The two-year scientific research mission first set sail from the United Kingdom in October 2019, sailing through some of the most important and diverse marine environments on the planet. This includes crossing four of the five oceanic gyres, where ocean plastic is known to accumulate, and the Arctic.
“Easter Island is an incredibly important stop on our world mission. The South Pacific Gyre is the least researched accumulation zone and we’re looking forward to being able to share our learning and experiences once our inbound crew reaches land,” explains Emily Penn, mission director for eXXpedition.
Global resource sustainability company TOMRA has joined as a science advisor and gold sponsor for eXXpedition Round the World. Several women from the TOMRA team will also roll up their sleeves and get on board as crew members to work on the mission, including two on the voyage from Easter Island to Tahiti.
Starting at Easter Island, one of the most remote inhabited islands on Earth, the crew will look at plastic pollution challenges on land. It will then sail to the Pitcairn island group and aim to visit the uninhabited islands of Ducie and Henderson, where there was between 200 and 2,000 times more trash on the islands in 2017 compared to 1991. In Tahiti, the crew will investigate the impacts of this influx of marine debris.
All-female crew prepares on International Women’s Day
Why an all-female crew? As eXXpedition explains, women are still underrepresented in the science, technology, engineering and maths (STEM) sectors. Globally, women occupy only 13% of the STEM workforce (including health professionals) and are also underrepresented in sailing and in the wider sporting community. This became a catalyst for developing the all-female program.
Studies on the effects on human health of chemicals – such as toxic chemicals from plastics – have historically focused largely on the specific effects on men. However, women and men are often impacted through different exposure routes.
“Some of these toxic chemicals are endocrine disruptors that mimic our hormones and stop important chemical messages moving around our bodies. When you think about pregnancy and the fact women can pass them to our children, this made me realise that this is quite a women-centred issue. That’s why we decided to tackle it with a team of women,” adds Emily Penn.
Land-based solutions turn off the tap on ocean plastic
The two women joining from the TOMRA team are circular economy advisor Kristine Berg from Norway, and Australian TOMRA ambassador Laura Wells, a marine biologist, model and science communicator. TOMRA provides solutions for sorting mixed waste for recycling and is the global leader for reverse vending solutions (where people can return empty beverage containers for recycling), ensuring plastics waste stays out of oceans and landfills.

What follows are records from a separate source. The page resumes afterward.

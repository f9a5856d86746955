//! Registry of entity IDs whose background job is still running.
//!
//! The poller owns no timer. The caller drives it with timestamps taken from
//! its own clock (offsets from any fixed origin), which keeps tick, dedupe
//! and timeout behaviour testable without waiting on a wall clock.
use std::collections::BTreeMap;
use std::time::Duration;

use voicebench_logging::{vb_debug, vb_warn};

use crate::{EntityId, JobStatus, PollPolicy, StatusReport};

pub const TIMEOUT_MESSAGE: &str = "Timed out waiting for the job to finish";

#[derive(Debug, Clone, PartialEq, Eq)]
pub struct PollRegistration<S> {
    pub started_at: Duration,
    pub last_polled_at: Option<Duration>,
    last_report: Option<StatusReport<S>>,
}

/// A status change worth delivering to the view.
#[derive(Debug, Clone, PartialEq, Eq)]
pub struct PollUpdate<S> {
    pub id: EntityId,
    pub report: StatusReport<S>,
    /// Produced locally by the timeout policy rather than by the server.
    pub synthesized: bool,
}

#[derive(Debug, Clone, PartialEq, Eq)]
pub struct JobStatusPoller<S> {
    policy: PollPolicy,
    registrations: BTreeMap<EntityId, PollRegistration<S>>,
}

impl<S: JobStatus> JobStatusPoller<S> {
    pub fn new(policy: PollPolicy) -> Self {
        Self {
            policy,
            registrations: BTreeMap::new(),
        }
    }

    pub fn policy(&self) -> PollPolicy {
        self.policy
    }

    /// Returns `false` when the ID was already being polled.
    pub fn register(&mut self, id: EntityId, now: Duration) -> bool {
        if self.registrations.contains_key(&id) {
            return false;
        }
        vb_debug!("poll register id={} at={:?}", id, now);
        self.registrations.insert(
            id,
            PollRegistration {
                started_at: now,
                last_polled_at: None,
                last_report: None,
            },
        );
        true
    }

    pub fn unregister(&mut self, id: &EntityId) -> bool {
        self.registrations.remove(id).is_some()
    }

    pub fn clear(&mut self) {
        self.registrations.clear();
    }

    pub fn is_idle(&self) -> bool {
        self.registrations.is_empty()
    }

    pub fn is_registered(&self, id: &EntityId) -> bool {
        self.registrations.contains_key(id)
    }

    pub fn registration(&self, id: &EntityId) -> Option<&PollRegistration<S>> {
        self.registrations.get(id)
    }

    pub fn registered_ids(&self) -> Vec<EntityId> {
        self.registrations.keys().cloned().collect()
    }

    /// IDs to fetch on this tick; each is stamped as polled at `now`.
    ///
    /// An ID is due once per interval, so calling this twice for the same
    /// tick never schedules a second fetch.
    pub fn due(&mut self, now: Duration) -> Vec<EntityId> {
        let interval = self.policy.interval;
        let mut due = Vec::new();
        for (id, registration) in self.registrations.iter_mut() {
            let is_due = match registration.last_polled_at {
                None => true,
                Some(last) => now.saturating_sub(last) >= interval,
            };
            if is_due {
                registration.last_polled_at = Some(now);
                due.push(id.clone());
            }
        }
        due
    }

    /// Applies one fetch result.
    ///
    /// Failed fetches keep the registration so the ID is retried next tick.
    /// Unchanged payloads produce nothing. A terminal status is delivered
    /// once and ends the registration.
    pub fn record(
        &mut self,
        id: &EntityId,
        result: Result<StatusReport<S>, String>,
    ) -> Option<PollUpdate<S>> {
        let registration = self.registrations.get_mut(id)?;
        let report = match result {
            Ok(report) => report,
            Err(err) => {
                vb_warn!("status fetch failed id={} err={}", id, err);
                return None;
            }
        };

        if report.status.is_terminal() {
            self.registrations.remove(id);
            vb_debug!("poll finished id={} status={}", id, report.status.as_str());
            return Some(PollUpdate {
                id: id.clone(),
                report,
                synthesized: false,
            });
        }

        if registration.last_report.as_ref() == Some(&report) {
            return None;
        }
        registration.last_report = Some(report.clone());
        Some(PollUpdate {
            id: id.clone(),
            report,
            synthesized: false,
        })
    }

    /// Gives up on registrations older than the policy timeout.
    pub fn expire(&mut self, now: Duration) -> Vec<PollUpdate<S>> {
        let Some(timeout) = self.policy.timeout else {
            return Vec::new();
        };
        let expired: Vec<EntityId> = self
            .registrations
            .iter()
            .filter(|(_, reg)| now.saturating_sub(reg.started_at) >= timeout)
            .map(|(id, _)| id.clone())
            .collect();

        expired
            .into_iter()
            .map(|id| {
                self.registrations.remove(&id);
                vb_warn!("poll timed out id={} after={:?}", id, timeout);
                PollUpdate {
                    id,
                    report: StatusReport::new(S::timed_out()).with_error(TIMEOUT_MESSAGE),
                    synthesized: true,
                }
            })
            .collect()
    }
}

#[cfg(test)]
mod tests {
    use super::*;
    use crate::{AudioPreviewStatus, EntityKind, GenerationStatus};

    fn ms(value: u64) -> Duration {
        Duration::from_millis(value)
    }

    fn suite_poller() -> JobStatusPoller<GenerationStatus> {
        JobStatusPoller::new(EntityKind::TestSuite.poll_policy())
    }

    #[test]
    fn register_is_idempotent() {
        let mut poller = suite_poller();
        assert!(poller.register("a".into(), ms(0)));
        assert!(!poller.register("a".into(), ms(500)));
        assert_eq!(poller.registration(&"a".into()).unwrap().started_at, ms(0));
        assert!(poller.unregister(&"a".into()));
        assert!(!poller.unregister(&"a".into()));
        assert!(poller.is_idle());
    }

    #[test]
    fn late_results_for_unregistered_ids_are_dropped() {
        let mut poller = suite_poller();
        let update = poller.record(&"gone".into(), Ok(StatusReport::new(GenerationStatus::Ready)));
        assert_eq!(update, None);
    }

    #[test]
    fn no_timeout_for_unbounded_policies() {
        let mut poller = suite_poller();
        poller.register("a".into(), ms(0));
        assert!(poller.expire(ms(3_600_000)).is_empty());
        assert!(poller.is_registered(&"a".into()));
    }

    #[test]
    fn expire_before_deadline_keeps_registration() {
        let mut poller =
            JobStatusPoller::<AudioPreviewStatus>::new(EntityKind::Persona.poll_policy());
        poller.register("p".into(), ms(1_000));
        assert!(poller.expire(ms(60_999)).is_empty());
        assert_eq!(poller.expire(ms(61_000)).len(), 1);
    }
}
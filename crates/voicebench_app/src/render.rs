//! Plain-text rendering of list views and notifications for the terminal.

use std::fmt::Write;

use chrono::{DateTime, Local};
use voicebench_core::{ListViewModel, LoadState, Notification, RowView, Variant};

pub(crate) fn table(view: &ListViewModel) -> String {
    let mut out = String::new();
    match &view.load {
        LoadState::Idle | LoadState::Loading => {
            let _ = writeln!(out, "{}: loading...", view.kind);
            return out;
        }
        LoadState::Failed(reason) => {
            let _ = writeln!(out, "{}: failed to load ({})", view.kind, reason);
            return out;
        }
        LoadState::Ready => {}
    }

    let _ = writeln!(
        out,
        "{}: {} total, {} in progress",
        view.kind,
        view.rows.len(),
        view.polling
    );
    for row in &view.rows {
        let _ = writeln!(out, "{}", row_line(row));
    }
    if let Some(err) = &view.validation_error {
        let _ = writeln!(out, "! {err}");
    }
    out
}

fn row_line(row: &RowView) -> String {
    let marker = if row.deleting {
        'x'
    } else if row.busy {
        '*'
    } else if row.polling {
        '~'
    } else {
        ' '
    };
    let active = if row.is_active { "on" } else { "off" };
    format!(
        "{marker} {:<14} {:<28} {:<18} {active}",
        row.id.as_str(),
        row.label,
        row.status
    )
}

pub(crate) fn notification_line(notification: &Notification, at: DateTime<Local>) -> String {
    let tag = match notification.variant {
        Variant::Success => "ok",
        Variant::Error => "error",
        Variant::Info => "info",
    };
    format!(
        "[{}] {tag:<5} {}: {}",
        at.format("%H:%M:%S"),
        notification.title,
        notification.message
    )
}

“You can’t truly provide solutions until you understand the problem, and you can’t understand the problem until you get out and see it first hand,” explained Kristine Berg, who was also a crew member on 2018’s North Pacific voyage. “Reverse vending, waste sorting and transitioning to a circular economy are vital ways to turn off the tap of plastic litter entering our oceans, and we at TOMRA need to see the true scale of the pollution to build understanding and urgency around the issue of marine litter. Good planets are hard to come by, so we have to take care of the one we have.“
TOMRA also sponsored the 2018 eXXpedition voyage from Hawaii to Vancouver, crossing the Great Pacific Garbage Patch in the North Pacific: the fifth gyre and the densest accumulation zone for ocean plastic on the planet. TOMRA – a member of the Alliance to End Plastic Waste – found it such an eye-opening and valuable experience that it wanted to expand its involvement even more in the next project.